### What the exercise asks
Looking through the data, please report how many lines contain the string "scratch", giving nothing but the number.

--------------------

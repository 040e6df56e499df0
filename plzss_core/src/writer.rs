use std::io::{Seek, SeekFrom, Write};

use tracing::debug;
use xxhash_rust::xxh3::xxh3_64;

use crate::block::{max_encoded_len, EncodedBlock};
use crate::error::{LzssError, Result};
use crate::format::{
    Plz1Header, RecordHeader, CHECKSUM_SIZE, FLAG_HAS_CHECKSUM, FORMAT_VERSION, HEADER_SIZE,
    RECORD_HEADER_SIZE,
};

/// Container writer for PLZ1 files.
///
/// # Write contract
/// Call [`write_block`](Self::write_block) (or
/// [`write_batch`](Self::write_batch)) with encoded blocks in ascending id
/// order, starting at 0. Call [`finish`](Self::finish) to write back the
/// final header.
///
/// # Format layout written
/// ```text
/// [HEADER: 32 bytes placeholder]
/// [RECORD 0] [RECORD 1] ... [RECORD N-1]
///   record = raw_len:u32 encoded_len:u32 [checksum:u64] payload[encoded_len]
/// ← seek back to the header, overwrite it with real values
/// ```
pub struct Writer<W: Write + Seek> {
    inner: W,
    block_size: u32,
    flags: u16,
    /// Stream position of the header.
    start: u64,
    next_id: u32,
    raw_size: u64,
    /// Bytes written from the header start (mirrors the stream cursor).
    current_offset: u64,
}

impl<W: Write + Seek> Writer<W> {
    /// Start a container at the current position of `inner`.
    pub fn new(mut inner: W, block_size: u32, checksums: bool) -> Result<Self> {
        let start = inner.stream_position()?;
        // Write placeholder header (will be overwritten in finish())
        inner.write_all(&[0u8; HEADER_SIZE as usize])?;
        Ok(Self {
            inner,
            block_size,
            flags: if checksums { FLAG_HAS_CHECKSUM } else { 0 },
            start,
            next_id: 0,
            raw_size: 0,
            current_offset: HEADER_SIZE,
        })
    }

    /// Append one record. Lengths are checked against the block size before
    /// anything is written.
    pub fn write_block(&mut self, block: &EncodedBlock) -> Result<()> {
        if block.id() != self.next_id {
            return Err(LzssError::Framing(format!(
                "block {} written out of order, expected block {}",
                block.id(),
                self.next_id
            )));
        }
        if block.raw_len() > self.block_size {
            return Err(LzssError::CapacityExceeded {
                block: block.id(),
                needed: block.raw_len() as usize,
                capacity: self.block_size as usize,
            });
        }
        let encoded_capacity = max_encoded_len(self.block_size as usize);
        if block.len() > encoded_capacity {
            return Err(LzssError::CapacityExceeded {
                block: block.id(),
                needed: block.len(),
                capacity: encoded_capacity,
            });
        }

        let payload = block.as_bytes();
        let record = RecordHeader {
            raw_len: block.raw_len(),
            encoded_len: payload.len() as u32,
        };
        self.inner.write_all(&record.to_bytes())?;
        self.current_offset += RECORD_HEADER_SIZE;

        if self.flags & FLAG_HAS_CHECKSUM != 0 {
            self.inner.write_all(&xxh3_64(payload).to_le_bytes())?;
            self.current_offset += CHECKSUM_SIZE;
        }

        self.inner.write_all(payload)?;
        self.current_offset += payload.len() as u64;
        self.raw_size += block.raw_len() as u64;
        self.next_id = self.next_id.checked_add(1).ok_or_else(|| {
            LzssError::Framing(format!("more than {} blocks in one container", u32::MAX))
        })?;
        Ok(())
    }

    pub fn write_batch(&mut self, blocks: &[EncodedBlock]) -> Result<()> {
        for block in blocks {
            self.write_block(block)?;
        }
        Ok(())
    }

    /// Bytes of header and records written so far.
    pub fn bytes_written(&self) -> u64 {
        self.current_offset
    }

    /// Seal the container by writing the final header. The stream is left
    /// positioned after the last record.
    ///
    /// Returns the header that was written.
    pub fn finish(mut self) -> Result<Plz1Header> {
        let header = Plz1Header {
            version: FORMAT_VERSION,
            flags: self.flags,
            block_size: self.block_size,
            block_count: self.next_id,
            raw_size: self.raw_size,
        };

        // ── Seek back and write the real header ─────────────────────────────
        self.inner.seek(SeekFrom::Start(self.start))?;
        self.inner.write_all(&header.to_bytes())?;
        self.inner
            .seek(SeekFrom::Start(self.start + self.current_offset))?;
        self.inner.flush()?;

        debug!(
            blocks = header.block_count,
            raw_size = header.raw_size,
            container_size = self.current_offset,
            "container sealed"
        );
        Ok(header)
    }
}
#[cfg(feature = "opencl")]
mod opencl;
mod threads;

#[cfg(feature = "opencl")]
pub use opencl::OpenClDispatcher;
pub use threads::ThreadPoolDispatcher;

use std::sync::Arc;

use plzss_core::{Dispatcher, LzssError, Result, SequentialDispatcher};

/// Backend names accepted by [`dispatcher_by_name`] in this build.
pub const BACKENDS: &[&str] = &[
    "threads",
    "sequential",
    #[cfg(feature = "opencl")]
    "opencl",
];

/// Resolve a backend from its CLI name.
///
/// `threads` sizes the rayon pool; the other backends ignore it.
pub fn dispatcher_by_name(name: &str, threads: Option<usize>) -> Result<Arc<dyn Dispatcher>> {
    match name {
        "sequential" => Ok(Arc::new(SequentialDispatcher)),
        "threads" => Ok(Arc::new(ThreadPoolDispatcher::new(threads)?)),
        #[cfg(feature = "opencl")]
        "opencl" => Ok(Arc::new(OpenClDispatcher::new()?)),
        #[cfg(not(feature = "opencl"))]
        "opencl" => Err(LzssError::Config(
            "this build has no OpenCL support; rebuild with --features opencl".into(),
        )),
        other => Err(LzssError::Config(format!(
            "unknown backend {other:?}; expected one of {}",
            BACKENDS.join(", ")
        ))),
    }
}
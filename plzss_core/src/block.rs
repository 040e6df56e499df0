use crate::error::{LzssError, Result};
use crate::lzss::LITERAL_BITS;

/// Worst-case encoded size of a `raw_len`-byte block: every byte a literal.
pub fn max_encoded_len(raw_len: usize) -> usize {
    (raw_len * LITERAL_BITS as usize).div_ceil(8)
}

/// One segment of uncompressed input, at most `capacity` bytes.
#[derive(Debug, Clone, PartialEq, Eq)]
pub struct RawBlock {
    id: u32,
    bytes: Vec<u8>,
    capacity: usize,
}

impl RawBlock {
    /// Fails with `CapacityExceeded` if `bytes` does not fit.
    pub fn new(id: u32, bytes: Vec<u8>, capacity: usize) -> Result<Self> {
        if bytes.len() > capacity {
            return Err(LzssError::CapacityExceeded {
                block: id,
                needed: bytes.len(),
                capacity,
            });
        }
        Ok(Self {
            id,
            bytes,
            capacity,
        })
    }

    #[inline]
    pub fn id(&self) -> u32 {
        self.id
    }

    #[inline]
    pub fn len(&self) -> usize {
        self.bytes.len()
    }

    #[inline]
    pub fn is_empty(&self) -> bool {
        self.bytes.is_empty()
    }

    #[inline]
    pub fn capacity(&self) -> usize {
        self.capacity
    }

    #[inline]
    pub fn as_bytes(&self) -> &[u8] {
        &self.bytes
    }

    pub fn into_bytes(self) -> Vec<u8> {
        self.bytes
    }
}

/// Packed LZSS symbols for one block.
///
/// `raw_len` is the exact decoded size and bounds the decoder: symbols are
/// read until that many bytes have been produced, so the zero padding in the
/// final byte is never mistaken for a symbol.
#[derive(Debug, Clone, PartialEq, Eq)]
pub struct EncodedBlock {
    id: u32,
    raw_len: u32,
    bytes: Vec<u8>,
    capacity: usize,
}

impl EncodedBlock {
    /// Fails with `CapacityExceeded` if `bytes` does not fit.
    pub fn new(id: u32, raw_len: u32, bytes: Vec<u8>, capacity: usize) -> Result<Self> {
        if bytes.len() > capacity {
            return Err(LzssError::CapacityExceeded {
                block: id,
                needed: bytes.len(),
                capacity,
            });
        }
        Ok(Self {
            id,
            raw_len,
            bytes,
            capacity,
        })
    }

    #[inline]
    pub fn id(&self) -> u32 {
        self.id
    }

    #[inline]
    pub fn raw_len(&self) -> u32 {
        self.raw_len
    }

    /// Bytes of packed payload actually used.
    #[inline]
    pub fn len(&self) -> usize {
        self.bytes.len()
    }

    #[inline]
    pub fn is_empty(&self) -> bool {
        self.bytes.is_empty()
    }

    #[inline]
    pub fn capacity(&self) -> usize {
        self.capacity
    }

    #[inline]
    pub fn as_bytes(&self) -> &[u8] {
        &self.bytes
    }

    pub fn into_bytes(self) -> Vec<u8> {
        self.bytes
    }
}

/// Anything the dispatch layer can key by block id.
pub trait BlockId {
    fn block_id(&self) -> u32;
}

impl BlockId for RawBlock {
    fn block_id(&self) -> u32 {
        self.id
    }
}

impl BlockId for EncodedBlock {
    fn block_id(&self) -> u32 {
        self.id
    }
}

--------------------

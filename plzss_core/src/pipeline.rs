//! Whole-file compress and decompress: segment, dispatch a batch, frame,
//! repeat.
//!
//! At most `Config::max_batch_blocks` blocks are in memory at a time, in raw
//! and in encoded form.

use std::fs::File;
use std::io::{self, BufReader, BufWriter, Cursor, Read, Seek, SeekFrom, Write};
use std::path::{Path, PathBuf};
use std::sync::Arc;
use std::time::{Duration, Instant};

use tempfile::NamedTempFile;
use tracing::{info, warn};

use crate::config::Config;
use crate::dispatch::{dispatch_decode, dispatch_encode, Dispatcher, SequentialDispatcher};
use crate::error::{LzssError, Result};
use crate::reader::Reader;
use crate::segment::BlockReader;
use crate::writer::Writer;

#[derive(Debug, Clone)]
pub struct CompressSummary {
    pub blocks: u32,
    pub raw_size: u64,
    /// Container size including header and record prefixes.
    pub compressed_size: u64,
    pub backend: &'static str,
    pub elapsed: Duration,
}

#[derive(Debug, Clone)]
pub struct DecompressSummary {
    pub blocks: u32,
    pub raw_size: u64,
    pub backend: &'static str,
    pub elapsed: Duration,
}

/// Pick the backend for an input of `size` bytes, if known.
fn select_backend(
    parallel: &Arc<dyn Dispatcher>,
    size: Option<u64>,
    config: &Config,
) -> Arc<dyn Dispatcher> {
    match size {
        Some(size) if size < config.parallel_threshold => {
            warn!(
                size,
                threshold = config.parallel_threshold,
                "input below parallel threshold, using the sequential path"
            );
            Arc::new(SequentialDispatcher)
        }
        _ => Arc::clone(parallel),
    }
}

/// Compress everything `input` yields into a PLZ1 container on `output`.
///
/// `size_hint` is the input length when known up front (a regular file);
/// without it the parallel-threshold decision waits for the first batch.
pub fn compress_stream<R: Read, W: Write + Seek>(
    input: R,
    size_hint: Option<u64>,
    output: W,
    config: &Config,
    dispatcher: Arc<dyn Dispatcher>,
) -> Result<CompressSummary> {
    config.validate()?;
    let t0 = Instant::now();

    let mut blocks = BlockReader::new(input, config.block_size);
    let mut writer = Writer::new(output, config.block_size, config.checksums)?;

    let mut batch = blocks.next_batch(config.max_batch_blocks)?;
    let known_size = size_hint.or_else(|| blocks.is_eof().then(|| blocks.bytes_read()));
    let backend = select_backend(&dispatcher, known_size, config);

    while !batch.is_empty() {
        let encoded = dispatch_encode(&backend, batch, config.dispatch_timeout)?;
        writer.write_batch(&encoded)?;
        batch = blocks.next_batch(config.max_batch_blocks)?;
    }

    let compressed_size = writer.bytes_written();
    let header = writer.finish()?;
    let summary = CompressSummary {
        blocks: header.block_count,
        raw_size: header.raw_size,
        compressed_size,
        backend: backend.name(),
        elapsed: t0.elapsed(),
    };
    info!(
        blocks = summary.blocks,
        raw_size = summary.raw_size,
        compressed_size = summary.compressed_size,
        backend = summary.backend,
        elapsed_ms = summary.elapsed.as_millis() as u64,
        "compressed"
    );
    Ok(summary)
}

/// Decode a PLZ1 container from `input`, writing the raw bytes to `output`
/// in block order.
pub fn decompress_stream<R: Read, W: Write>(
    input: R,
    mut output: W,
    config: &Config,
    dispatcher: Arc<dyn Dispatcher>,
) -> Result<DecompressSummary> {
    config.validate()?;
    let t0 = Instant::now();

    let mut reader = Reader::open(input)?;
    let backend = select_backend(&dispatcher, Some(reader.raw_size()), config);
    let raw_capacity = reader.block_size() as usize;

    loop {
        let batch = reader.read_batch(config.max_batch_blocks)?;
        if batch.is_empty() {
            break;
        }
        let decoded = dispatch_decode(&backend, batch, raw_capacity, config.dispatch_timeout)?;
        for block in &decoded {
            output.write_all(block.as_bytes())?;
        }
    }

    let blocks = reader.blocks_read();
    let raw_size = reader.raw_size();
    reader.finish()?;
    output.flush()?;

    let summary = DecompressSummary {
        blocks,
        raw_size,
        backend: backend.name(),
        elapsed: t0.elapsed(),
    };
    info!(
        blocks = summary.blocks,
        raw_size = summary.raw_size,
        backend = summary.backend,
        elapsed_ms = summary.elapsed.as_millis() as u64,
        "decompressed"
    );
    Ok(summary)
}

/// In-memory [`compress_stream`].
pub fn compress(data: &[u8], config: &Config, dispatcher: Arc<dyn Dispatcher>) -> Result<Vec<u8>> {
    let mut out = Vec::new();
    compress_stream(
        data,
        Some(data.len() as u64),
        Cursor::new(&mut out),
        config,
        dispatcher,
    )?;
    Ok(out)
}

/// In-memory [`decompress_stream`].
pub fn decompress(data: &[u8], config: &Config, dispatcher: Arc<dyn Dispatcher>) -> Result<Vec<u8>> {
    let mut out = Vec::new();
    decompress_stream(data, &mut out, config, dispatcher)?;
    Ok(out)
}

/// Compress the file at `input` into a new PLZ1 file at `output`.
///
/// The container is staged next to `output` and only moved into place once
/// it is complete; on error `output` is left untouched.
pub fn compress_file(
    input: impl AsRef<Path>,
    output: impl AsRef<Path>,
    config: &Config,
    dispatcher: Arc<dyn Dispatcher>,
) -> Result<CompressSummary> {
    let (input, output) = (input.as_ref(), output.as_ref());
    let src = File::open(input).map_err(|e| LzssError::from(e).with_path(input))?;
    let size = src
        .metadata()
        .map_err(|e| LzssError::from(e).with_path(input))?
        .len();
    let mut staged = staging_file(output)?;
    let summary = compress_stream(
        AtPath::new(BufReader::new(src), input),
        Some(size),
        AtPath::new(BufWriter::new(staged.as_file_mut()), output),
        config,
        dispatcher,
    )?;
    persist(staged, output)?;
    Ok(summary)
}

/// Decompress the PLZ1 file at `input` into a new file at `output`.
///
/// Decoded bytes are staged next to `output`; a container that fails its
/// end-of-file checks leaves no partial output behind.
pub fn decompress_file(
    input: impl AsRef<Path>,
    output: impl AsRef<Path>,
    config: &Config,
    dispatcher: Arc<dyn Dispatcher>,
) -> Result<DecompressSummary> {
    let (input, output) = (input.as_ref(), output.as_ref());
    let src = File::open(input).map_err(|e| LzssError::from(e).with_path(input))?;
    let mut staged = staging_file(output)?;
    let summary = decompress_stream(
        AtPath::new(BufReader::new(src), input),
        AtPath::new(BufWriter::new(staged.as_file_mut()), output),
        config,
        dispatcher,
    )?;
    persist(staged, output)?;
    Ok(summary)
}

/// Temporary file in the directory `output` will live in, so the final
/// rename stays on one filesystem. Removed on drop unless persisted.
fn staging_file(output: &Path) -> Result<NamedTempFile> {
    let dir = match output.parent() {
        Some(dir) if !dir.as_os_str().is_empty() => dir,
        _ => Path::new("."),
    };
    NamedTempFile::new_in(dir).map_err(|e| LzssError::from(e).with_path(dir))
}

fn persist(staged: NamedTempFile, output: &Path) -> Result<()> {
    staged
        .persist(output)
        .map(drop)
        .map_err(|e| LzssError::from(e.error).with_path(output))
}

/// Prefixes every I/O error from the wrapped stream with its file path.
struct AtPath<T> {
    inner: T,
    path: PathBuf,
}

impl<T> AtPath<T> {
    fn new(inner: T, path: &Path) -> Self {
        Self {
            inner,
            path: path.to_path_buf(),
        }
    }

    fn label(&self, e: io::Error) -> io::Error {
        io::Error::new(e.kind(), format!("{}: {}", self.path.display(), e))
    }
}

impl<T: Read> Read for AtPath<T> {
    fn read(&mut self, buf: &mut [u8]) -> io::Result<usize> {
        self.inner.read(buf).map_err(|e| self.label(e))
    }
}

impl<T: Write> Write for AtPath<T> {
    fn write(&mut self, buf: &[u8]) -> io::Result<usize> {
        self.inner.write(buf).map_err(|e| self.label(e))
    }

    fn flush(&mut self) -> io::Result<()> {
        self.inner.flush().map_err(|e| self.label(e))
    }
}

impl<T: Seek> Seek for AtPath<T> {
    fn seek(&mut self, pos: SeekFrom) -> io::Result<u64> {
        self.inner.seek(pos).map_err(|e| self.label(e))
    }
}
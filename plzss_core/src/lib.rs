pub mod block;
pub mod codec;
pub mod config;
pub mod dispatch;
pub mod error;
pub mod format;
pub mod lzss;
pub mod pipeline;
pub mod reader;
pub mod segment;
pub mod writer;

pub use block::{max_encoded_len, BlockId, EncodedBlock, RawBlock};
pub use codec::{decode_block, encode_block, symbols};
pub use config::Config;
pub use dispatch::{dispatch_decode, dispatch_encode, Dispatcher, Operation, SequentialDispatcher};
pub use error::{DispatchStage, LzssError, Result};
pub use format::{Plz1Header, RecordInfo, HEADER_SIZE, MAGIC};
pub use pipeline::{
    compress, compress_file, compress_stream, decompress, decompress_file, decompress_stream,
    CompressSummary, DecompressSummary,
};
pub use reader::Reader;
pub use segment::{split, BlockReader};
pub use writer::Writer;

--------------------

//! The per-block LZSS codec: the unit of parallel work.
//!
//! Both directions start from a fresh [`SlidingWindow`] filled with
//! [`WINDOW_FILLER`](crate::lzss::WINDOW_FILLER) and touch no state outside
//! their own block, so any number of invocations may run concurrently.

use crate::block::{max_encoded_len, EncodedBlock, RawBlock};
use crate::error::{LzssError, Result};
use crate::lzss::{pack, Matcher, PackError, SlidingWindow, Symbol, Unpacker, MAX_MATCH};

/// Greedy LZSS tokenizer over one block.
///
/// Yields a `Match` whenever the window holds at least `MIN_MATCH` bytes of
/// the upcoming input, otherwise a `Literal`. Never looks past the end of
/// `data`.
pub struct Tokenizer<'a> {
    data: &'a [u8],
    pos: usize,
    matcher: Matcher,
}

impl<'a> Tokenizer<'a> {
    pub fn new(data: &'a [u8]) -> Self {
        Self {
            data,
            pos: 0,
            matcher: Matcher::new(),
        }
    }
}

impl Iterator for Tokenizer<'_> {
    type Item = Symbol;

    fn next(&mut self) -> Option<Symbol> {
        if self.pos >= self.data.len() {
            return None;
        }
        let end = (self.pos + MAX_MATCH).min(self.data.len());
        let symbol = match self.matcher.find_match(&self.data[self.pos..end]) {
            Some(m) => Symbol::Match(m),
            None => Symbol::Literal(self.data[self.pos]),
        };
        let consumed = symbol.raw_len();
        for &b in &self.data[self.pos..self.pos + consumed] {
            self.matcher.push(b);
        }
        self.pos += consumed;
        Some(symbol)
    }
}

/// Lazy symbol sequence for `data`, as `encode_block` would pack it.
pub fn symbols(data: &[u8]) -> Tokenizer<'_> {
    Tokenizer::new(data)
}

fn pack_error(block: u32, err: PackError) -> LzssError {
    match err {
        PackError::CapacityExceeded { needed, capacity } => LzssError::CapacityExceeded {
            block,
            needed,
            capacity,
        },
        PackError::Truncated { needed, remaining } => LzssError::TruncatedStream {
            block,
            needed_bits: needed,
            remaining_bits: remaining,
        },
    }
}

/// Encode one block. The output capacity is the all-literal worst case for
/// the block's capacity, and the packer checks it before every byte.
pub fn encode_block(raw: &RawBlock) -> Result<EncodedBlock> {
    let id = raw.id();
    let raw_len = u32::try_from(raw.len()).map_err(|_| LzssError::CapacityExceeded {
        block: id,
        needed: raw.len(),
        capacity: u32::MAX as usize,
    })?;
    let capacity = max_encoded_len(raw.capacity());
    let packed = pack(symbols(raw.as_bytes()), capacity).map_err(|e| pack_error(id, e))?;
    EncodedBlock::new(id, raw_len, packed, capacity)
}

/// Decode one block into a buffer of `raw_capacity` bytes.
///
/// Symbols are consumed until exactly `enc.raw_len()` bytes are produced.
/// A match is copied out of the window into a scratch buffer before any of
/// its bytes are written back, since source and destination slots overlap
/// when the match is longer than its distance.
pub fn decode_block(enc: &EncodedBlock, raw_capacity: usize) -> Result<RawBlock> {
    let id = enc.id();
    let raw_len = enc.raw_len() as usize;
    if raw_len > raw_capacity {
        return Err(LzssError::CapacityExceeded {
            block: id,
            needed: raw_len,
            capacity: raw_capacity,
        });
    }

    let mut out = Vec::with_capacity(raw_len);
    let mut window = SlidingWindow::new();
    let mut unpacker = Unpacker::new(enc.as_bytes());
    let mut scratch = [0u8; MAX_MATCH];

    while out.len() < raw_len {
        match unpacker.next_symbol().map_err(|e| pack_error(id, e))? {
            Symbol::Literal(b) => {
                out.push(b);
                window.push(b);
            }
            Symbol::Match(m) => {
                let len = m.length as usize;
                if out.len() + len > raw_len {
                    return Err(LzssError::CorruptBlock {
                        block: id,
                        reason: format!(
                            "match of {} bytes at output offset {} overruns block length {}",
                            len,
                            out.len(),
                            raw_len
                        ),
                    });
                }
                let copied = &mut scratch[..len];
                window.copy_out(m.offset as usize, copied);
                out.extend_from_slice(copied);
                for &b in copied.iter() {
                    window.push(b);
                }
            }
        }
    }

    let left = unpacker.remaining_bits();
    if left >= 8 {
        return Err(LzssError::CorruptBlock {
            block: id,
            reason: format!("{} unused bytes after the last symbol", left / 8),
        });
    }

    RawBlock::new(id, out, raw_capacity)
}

--------------------

### Expected answer
3